## Work task
In your answer, reproduce exactly the lines from the beginning of the listing below through the one containing "pub mod writer;", and only those lines.

* * *

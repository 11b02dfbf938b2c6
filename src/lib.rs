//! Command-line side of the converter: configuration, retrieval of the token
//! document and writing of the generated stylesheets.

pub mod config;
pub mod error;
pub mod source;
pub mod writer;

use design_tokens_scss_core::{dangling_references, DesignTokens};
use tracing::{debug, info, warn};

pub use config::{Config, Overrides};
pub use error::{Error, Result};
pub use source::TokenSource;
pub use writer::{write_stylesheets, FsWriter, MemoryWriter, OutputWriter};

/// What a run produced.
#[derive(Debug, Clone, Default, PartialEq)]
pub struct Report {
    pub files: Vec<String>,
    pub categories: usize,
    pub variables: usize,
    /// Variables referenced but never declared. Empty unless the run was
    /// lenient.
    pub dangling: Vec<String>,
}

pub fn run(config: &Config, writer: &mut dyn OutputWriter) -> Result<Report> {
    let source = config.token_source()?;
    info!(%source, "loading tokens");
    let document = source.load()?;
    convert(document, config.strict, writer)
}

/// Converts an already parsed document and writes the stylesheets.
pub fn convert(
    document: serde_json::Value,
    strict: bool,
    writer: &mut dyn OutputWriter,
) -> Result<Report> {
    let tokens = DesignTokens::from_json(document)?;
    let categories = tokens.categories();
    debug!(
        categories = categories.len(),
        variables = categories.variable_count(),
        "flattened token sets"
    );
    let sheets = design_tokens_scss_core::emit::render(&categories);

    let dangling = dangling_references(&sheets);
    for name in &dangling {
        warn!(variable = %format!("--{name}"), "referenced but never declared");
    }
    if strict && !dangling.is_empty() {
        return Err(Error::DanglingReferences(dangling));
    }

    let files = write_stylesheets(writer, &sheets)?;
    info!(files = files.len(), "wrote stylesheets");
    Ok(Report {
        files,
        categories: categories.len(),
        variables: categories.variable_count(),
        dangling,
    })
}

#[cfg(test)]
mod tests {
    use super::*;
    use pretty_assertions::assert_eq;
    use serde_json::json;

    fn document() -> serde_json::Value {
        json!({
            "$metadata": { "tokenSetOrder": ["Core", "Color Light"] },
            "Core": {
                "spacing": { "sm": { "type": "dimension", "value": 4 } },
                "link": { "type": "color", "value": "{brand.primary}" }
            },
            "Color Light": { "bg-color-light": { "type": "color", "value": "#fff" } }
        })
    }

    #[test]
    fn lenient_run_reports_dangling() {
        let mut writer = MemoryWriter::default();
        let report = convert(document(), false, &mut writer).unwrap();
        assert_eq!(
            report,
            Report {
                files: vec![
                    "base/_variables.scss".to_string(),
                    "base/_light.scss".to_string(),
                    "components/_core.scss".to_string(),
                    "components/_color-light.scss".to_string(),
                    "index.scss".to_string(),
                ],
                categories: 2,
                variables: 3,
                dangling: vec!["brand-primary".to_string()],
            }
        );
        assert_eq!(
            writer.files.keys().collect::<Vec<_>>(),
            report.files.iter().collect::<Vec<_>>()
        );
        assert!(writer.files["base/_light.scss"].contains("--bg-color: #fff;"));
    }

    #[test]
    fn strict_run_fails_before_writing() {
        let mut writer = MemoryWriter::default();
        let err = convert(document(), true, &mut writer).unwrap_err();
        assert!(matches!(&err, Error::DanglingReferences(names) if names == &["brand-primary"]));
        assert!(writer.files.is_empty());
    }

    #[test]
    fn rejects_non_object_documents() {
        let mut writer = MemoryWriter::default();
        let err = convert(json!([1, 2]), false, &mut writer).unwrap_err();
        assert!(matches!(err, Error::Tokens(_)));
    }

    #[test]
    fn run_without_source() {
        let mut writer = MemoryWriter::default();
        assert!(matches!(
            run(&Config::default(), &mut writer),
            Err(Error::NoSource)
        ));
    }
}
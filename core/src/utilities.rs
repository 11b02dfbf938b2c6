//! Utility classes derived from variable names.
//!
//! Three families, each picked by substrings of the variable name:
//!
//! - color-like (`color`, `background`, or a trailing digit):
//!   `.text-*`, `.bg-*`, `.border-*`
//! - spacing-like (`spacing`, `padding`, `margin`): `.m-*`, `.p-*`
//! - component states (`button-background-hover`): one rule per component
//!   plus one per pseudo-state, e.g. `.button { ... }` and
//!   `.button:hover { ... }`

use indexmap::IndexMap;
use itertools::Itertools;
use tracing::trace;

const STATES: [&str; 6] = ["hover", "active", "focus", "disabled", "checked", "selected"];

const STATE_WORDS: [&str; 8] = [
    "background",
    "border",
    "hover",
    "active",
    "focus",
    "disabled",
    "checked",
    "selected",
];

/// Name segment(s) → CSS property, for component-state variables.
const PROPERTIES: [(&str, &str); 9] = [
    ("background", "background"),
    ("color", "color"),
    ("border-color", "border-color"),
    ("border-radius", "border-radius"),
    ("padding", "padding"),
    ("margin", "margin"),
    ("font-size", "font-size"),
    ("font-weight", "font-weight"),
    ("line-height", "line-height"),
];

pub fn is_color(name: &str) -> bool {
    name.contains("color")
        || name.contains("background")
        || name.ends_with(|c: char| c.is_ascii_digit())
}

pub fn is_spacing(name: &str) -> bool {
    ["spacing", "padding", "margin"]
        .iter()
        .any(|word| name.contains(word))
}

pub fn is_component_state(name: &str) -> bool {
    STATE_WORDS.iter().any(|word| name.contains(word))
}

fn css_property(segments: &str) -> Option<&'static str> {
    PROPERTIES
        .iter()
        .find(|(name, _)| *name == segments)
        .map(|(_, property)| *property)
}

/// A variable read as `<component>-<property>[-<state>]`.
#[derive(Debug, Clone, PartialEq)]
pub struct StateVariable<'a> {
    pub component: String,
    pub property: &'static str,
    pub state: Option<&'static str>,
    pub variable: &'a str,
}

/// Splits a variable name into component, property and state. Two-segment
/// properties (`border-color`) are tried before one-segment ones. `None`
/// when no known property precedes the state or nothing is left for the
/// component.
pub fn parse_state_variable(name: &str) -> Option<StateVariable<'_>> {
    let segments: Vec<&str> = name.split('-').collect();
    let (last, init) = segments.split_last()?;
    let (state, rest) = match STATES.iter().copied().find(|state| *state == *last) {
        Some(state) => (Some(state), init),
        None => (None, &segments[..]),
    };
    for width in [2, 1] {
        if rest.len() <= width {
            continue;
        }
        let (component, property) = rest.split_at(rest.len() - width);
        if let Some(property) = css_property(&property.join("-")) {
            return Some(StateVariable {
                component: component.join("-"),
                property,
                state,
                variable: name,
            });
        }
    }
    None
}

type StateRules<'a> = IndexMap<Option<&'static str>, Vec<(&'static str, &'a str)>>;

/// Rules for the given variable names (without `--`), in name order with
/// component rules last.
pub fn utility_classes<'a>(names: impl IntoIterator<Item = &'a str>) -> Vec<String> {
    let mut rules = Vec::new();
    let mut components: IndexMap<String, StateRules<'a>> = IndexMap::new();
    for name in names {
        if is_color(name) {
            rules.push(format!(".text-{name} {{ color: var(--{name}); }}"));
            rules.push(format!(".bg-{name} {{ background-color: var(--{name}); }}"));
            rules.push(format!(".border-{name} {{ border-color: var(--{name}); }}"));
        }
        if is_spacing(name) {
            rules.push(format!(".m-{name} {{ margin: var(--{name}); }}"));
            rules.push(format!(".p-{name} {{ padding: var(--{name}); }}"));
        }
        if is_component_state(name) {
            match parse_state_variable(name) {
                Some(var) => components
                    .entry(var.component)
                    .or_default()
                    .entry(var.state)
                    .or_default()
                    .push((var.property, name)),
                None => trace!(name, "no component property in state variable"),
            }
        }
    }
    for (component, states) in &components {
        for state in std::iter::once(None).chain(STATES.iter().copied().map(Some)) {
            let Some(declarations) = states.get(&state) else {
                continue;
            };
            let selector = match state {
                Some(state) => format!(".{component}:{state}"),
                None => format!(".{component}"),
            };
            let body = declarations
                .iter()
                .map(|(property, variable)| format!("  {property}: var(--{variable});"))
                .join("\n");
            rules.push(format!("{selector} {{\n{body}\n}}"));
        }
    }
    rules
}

* * *

## Answer to this problem
repository 11b02dfbf938b2c6
filename src/lib.rs
//! Command-line side of the converter: configuration, retrieval of the token
//! document and writing of the generated stylesheets.

pub mod config;
pub mod error;
pub mod source;
pub mod writer;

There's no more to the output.